* _GOAL OF THE EXERCISE_: Begin at the line containing "pub fn login_shortcuts()" and copy each line exactly through the end of the records, leaving out what comes before.

* _RECORDS PROVIDED_:

//! Keyboard shortcuts bar

use iocraft::prelude::*;

use super::shortcuts::ShortcutsBuilder;
use crate::tui::theme::theme;

#[derive(Debug, Clone)]
pub struct Shortcut {
    /// Key or key combination ("q", "C-s", "Tab")
    pub key: String,
    pub action: String,
}

impl Shortcut {
    pub fn new(key: impl Into<String>, action: impl Into<String>) -> Self {
        Self {
            key: key.into(),
            action: action.into(),
        }
    }
}

#[derive(Default, Props)]
pub struct FooterProps {
    pub shortcuts: Vec<Shortcut>,
}

#[component]
pub fn Footer(props: &FooterProps) -> impl Into<AnyElement<'static>> {
    let theme = theme();

    element! {
        View(
            width: 100pct,
            min_height: 1,
            flex_direction: FlexDirection::Row,
            flex_wrap: FlexWrap::Wrap,
            flex_shrink: 0.0,
            padding_left: 1,
            padding_right: 1,
            column_gap: 2,
            background_color: theme.border,
        ) {
            #(props.shortcuts.iter().map(|shortcut| element! {
                View(flex_direction: FlexDirection::Row) {
                    Text(
                        content: format!("[{}]", shortcut.key),
                        color: theme.highlight,
                        weight: Weight::Bold,
                    )
                    Text(
                        content: format!(" {}", shortcut.action),
                        color: theme.text,
                    )
                }
            }))
        }
    }
}

/// Ticket list pane
pub fn list_shortcuts() -> Vec<Shortcut> {
    ShortcutsBuilder::new()
        .with_navigation()
        .add("e", "Edit")
        .add("d", "Delete")
        .add("n", "New")
        .add("r", "Reload")
        .add("x", "Dismiss")
        .add("Tab", "Form")
        .add("L", "Logout")
        .with_quit("q")
        .build()
}

/// Create/edit form pane
pub fn form_shortcuts() -> Vec<Shortcut> {
    ShortcutsBuilder::new()
        .with_field_cycling()
        .add("</>", "Status")
        .add("C-s", "Submit")
        .add("Esc", "Reset")
        .add("C-l", "List")
        .build()
}

pub fn confirm_shortcuts() -> Vec<Shortcut> {
    ShortcutsBuilder::new()
        .add("y", "Delete")
        .add("n", "Cancel")
        .build()
}

pub fn login_shortcuts() -> Vec<Shortcut> {
    ShortcutsBuilder::new()
        .with_field_cycling()
        .add("Enter", "Submit")
        .add("C-n", "Login/Signup")
        .with_quit("Esc")
        .build()
}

* _ANSWER BELOW_:
pub fn login_shortcuts() -> Vec<Shortcut> {
    ShortcutsBuilder::new()
        .with_field_cycling()
        .add("Enter", "Submit")
        .add("C-n", "Login/Signup")
        .with_quit("Esc")
        .build()
}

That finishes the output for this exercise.